Robin Hanson is the Textile Conservator for the Cleveland Museum of Art. She has a degree in the saving and preserving of old cloth. She came equipped with display samples to show me examples of how the pro’s keep things safe while still having access to them. She asked what I wanted to do, and suggested options for mounting and display or archival preservation. She measured things, took notes and ordered things I needed through the Art Museum (at cost). There is a small hourly fee for her time, but I consider it a great investment.
She returned in a month with supplies and taught me to roll coverlets for safekeeping. Robin said a conservator listens to what the fabric tells you it wants to do, but always tries to wind with the warp. I had cleared the living room and vacuumed twice before laying down a large sheet as a work area. By the third coverlet, she made comment on how her back and knees missed the padded work tables at the museum, but that a carpeted floor was preferable to slick hard wood at any elevation. She taught me how to “flake” the large pieces into an accordion pleat to create a rolling area no greater than a natural arms reach. She showed me how to start the cotton leader on the roll, and to wrap and secure it. She brought special hang tags that can hold a 3 x 5 card sized photo and information for quick identification. She brought an archival box and folded sleeves of acid-free tissue to safely house all the small scraps. I’ll need to figure where to keep the 8 foot long tube that is coverlet 3. The other tubes are small enough to stash in the library, but that one may need it’s own shelf built if it is to remain in the recommended horizontal position.
Here’s what I’ve learned so far:
- Keep textiles out of direct light, and away from acidic papers.
- Flat storage is good, folding is bad, and almost all larger pieces should be rolled.
- Wash your hands often and well with simple soap. (Robin assured me that thorough and frequent hand washing makes the wipes and gloves an unnecessary expenditure.)
- Clear boxes are a better choice than the banker’s boxes for making things easier to find, but they out-gas unanticipated chemicals into the fabrics with unknown effect.
- Acid-free paper is the hard to get and essential to the proper preservation of textiles.
- Tightly woven cotton muslin or pima can be used to wrap fabrics for storage, but must be washed twice in hot water before use (little soap the first time, and no soap the second time through).
- Archival boxes and tubes are the way to go if it’s at all financially feasible.
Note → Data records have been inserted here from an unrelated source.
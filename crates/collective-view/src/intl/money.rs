//! Money and number formatting (en-US conventions)

use serde::{Deserialize, Serialize};

use crate::models::Interval;

/// Display prefixes for common currencies
const CURRENCY_SYMBOLS: &[(&str, &str)] = &[
    ("USD", "$"),
    ("EUR", "€"),
    ("GBP", "£"),
    ("JPY", "¥"),
    ("CAD", "CA$"),
    ("AUD", "A$"),
    ("NZD", "NZ$"),
    ("MXN", "MX$"),
    ("INR", "₹"),
    ("BRL", "R$"),
    ("KRW", "₩"),
    ("ILS", "₪"),
];

/// Currencies without minor units
const ZERO_DECIMAL_CURRENCIES: &[&str] = &["JPY", "KRW"];

pub fn currency_symbol(currency: &str) -> Option<&'static str> {
    CURRENCY_SYMBOLS
        .iter()
        .find(|(code, _)| code.eq_ignore_ascii_case(currency))
        .map(|(_, symbol)| *symbol)
}

/// Insert thousands separators into a string of ASCII digits
fn group_thousands(digits: &str) -> String {
    let mut out = String::with_capacity(digits.len() + digits.len() / 3);
    for (i, c) in digits.chars().enumerate() {
        if i > 0 && (digits.len() - i) % 3 == 0 {
            out.push(',');
        }
        out.push(c);
    }
    out
}

/// Format a number with grouping and at most three fraction digits
pub fn format_number(n: f64) -> String {
    if !n.is_finite() {
        return n.to_string();
    }
    let sign = if n < 0.0 { "-" } else { "" };
    let fixed = format!("{:.3}", n.abs());
    let (int_part, frac_part) = fixed.split_once('.').unwrap_or((fixed.as_str(), ""));
    let frac = frac_part.trim_end_matches('0');
    if frac.is_empty() {
        format!("{}{}", sign, group_thousands(int_part))
    } else {
        format!("{}{}.{}", sign, group_thousands(int_part), frac)
    }
}

/// Format an amount in cents.
///
/// Whole amounts drop the fraction digits: 1000 USD is `$10`, 1050 USD is `$10.50`.
pub fn format_currency(cents: i64, currency: &str) -> String {
    let sign = if cents < 0 { "-" } else { "" };
    let abs = cents.unsigned_abs();

    let number = if ZERO_DECIMAL_CURRENCIES.iter().any(|c| c.eq_ignore_ascii_case(currency)) {
        group_thousands(&abs.to_string())
    } else {
        let (units, minor) = (abs / 100, abs % 100);
        if minor == 0 {
            group_thousands(&units.to_string())
        } else {
            format!("{}.{:02}", group_thousands(&units.to_string()), minor)
        }
    };

    match currency_symbol(currency) {
        Some(symbol) => format!("{}{}{}", sign, symbol, number),
        None => format!("{}{} {}", sign, currency.to_uppercase(), number),
    }
}

/// An amount with its currency and optional recurrence
#[derive(Debug, Clone, PartialEq, Eq, Serialize, Deserialize)]
pub struct MoneyAmount {
    pub amount: i64,
    pub currency: String,
    pub interval: Option<Interval>,
}

impl MoneyAmount {
    pub fn new(amount: i64, currency: impl Into<String>, interval: Option<Interval>) -> Self {
        Self {
            amount,
            currency: currency.into(),
            interval,
        }
    }

    /// The emphasized part, e.g. `$10`
    pub fn formatted_amount(&self) -> String {
        format_currency(self.amount, &self.currency)
    }
}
- All paper and ink is kept away from the actual textile. Textile conservators are pencil people, and won’t chance the disaster to work with pens or sharpies.
- Every step is carefully considered for the preservation of something that cannot be replaced, and would naturally disappear into dust.
We will have a textile conservation presentation as part of our scheduled program next year. This will give us all a chance to dig through our drawers and decide what textile treasures we have, or have made that should receive special treatment to preserve them for posterity.